There has been growing interest, across various domains, in computer agents that can decide on behalf of humans. These agents have the potential to save considerable time and help humans reach better decisions. One implicit assumption, however, is that, as long as the algorithms that simulate decision-making are correct and capture how humans make decisions, humans will treat these agents similarly to other humans. Here we show that interaction with agents that act on our behalf or on behalf of others is richer and more interesting than initially expected. Our results show that, on the one hand, people are more selfish with agents acting on behalf of others, than when interacting directly with others. We propose that agents increase the social distance with others which, subsequently, leads to increased demand. On the other hand, when people task an agent to interact with others, people show more concern for fairness than when interacting directly with others. In this case, higher psychological distance leads people to consider their social image and the long-term consequences of their actions and, thus, behave more fairly. To support these findings, we present an experiment where people engaged in the ultimatum game, either directly or via an agent, with others or agents representing others. We show that these patterns of behavior also occur in a variant of the ultimatum game – the impunity game – where others have minimal power over the final outcome. Finally, we study how social value orientation – i. e. , people’s propensity for cooperation – impact these effects. These results have important implications for our understanding of the psychological mechanisms underlying interaction with agents, as well as practical implications for the design of successful agents that act on our behalf or on behalf of others. General Terms Experimentation, Economics, Human Factors, Theory.

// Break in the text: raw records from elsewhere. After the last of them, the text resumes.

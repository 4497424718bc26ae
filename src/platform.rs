//! Platform-specific key bindings and their display names

use crossterm::event::KeyModifiers;

/// Modifier for form shortcuts.
/// Terminals rarely forward Cmd, so Ctrl is used on every platform.
pub const COMMAND_MODIFIER: KeyModifiers = KeyModifiers::CONTROL;

pub const ADD_EMAIL_SHORTCUT: &str = "Ctrl+N";
pub const VALIDATE_SHORTCUT: &str = "Ctrl+S";
pub const QUIT_SHORTCUT: &str = "Ctrl+Q";

/// Remove-row shortcut display
/// - macOS: forward delete is Fn+Delete on laptop keyboards
/// - Linux/Windows: "Del"
#[cfg(target_os = "macos")]
pub const REMOVE_EMAIL_SHORTCUT: &str = "Ctrl+D / Fn+Delete";

#[cfg(not(target_os = "macos"))]
pub const REMOVE_EMAIL_SHORTCUT: &str = "Ctrl+D / Del";
//! Base dialog component

use ratatui::{
    layout::Rect,
    style::{Color, Modifier, Style},
    text::{Line, Span},
    widgets::{Block, Borders, Clear, Paragraph},
    Frame,
};

/// Configuration for rendering a dialog
pub struct DialogConfig<'a> {
    /// Dialog title
    pub title: &'a str,
    /// Title color
    pub title_color: Color,
    /// Border color
    pub border_color: Color,
    /// Message content (can be multi-line with \n)
    pub message: &'a str,
    /// Extra lines between the message and the hint (e.g. option lists)
    pub body: Vec<Line<'a>>,
    /// Hint text shown at the bottom (e.g., "Press Enter to dismiss")
    pub hint: Option<Vec<Span<'a>>>,
    /// Maximum width of the dialog
    pub max_width: u16,
}

impl<'a> Default for DialogConfig<'a> {
    fn default() -> Self {
        Self {
            title: "Dialog",
            title_color: Color::White,
            border_color: Color::White,
            message: "",
            body: Vec::new(),
            hint: None,
            max_width: 60,
        }
    }
}

/// Render a centered dialog overlay
pub fn render_dialog(frame: &mut Frame, config: DialogConfig) {
    let area = frame.area();
    let padding = 4u16; // 2 chars padding on each side
    let max_line_width = config.max_width.saturating_sub(padding) as usize;

    // Word-wrap the message
    let wrapped_lines = wrap_text(config.message, max_line_width);

    let hint_width = config
        .hint
        .as_ref()
        .map(|spans| spans.iter().map(|s| s.content.chars().count()).sum::<usize>())
        .unwrap_or(0);
    let body_width = config.body.iter().map(Line::width).max().unwrap_or(0);

    // Calculate dialog dimensions
    let content_width = wrapped_lines
        .iter()
        .map(|l| l.chars().count())
        .max()
        .unwrap_or(0)
        .max(config.title.chars().count())
        .max(hint_width)
        .max(body_width) as u16;
    let dialog_width = (content_width + padding + 2).min(config.max_width); // +2 for borders

    // Height: title + blank + message + body + blank/hint + borders
    let body_lines = if config.body.is_empty() {
        0
    } else {
        config.body.len() as u16 + 1
    };
    let hint_lines = if config.hint.is_some() { 2 } else { 0 }; // blank + hint
    let dialog_height =
        (2 + wrapped_lines.len() as u16 + body_lines + hint_lines + 2).max(5); // +2 for borders

    let dialog_area = centered(area, dialog_width, dialog_height);

    // Clear the area behind the dialog
    frame.render_widget(Clear, dialog_area);

    // Build content
    let mut content = vec![
        Line::from(Span::styled(
            config.title,
            Style::default()
                .fg(config.title_color)
                .add_modifier(Modifier::BOLD),
        )),
        Line::from(""),
    ];

    for line in wrapped_lines {
        content.push(Line::from(line));
    }

    if !config.body.is_empty() {
        content.push(Line::from(""));
        content.extend(config.body);
    }

    if let Some(hint_spans) = config.hint {
        content.push(Line::from(""));
        content.push(Line::from(hint_spans));
    }

    let dialog = Paragraph::new(content)
        .block(
            Block::default()
                .borders(Borders::ALL)
                .border_style(Style::default().fg(config.border_color))
                .style(Style::default().bg(Color::Black)),
        )
        .style(Style::default().bg(Color::Black).fg(Color::White));

    frame.render_widget(dialog, dialog_area);
}

/// Center a `width` x `height` rectangle inside `area`, clamped to it
fn centered(area: Rect, width: u16, height: u16) -> Rect {
    let width = width.min(area.width);
    let height = height.min(area.height);
    Rect {
        x: area.x + (area.width - width) / 2,
        y: area.y + (area.height - height) / 2,
        width,
        height,
    }
}

/// Wrap text to fit within a maximum width
fn wrap_text(text: &str, max_width: usize) -> Vec<String> {
    let mut lines = Vec::new();

    for paragraph in text.split('\n') {
        if paragraph.is_empty() {
            lines.push(String::new());
            continue;
        }

        let mut current_line = String::new();
        for word in paragraph.split_whitespace() {
            let current_len = current_line.chars().count();
            if current_len + word.chars().count() + 1 > max_width && !current_line.is_empty() {
                lines.push(current_line);
                current_line = String::new();
            }
            if !current_line.is_empty() {
                current_line.push(' ');
            }
            current_line.push_str(word);
        }
        if !current_line.is_empty() {
            lines.push(current_line);
        }
    }

    if lines.is_empty() {
        lines.push(String::new());
    }

    lines
}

AAMAS Conference 2011 Conference Paper

The Effect of Expression of Anger and Happiness in Computer Agents on Negotiations with Humans

  • Celso M. de Melo
  • Peter Carnevale
  • Jonathan Gratch

There is now considerable evidence in social psychology, economics, and related disciplines that emotion plays an important role in negotiation. For example, humans make greater concessions in negotiation to an opposing human who expresses anger, and they make fewer concessions to an opponent who expresses happiness, compared to a no-emotion-expression control. However, in AI, despite the wide interest in negotiation as a means to resolve differences between agents and humans, emotion has been largely ignored. This paper explores whether expression of anger or happiness by computer agents, in a multi-issue negotiation task, can produce effects that resemble effects seen in human-human negotiation. The paper presents an experiment where participants play with agents that express emotions (anger vs. happiness vs. control) through different modalities (text vs. facial displays). An important distinction in our experiment is that participants are aware that they negotiate with computer agents. The data indicate that the emotion effects observed in past work with humans also occur in agent-human negotiation, and occur independently of modality of expression. The implications of these results are discussed for the fields of automated negotiation, intelligent virtual agents and artificial intelligence.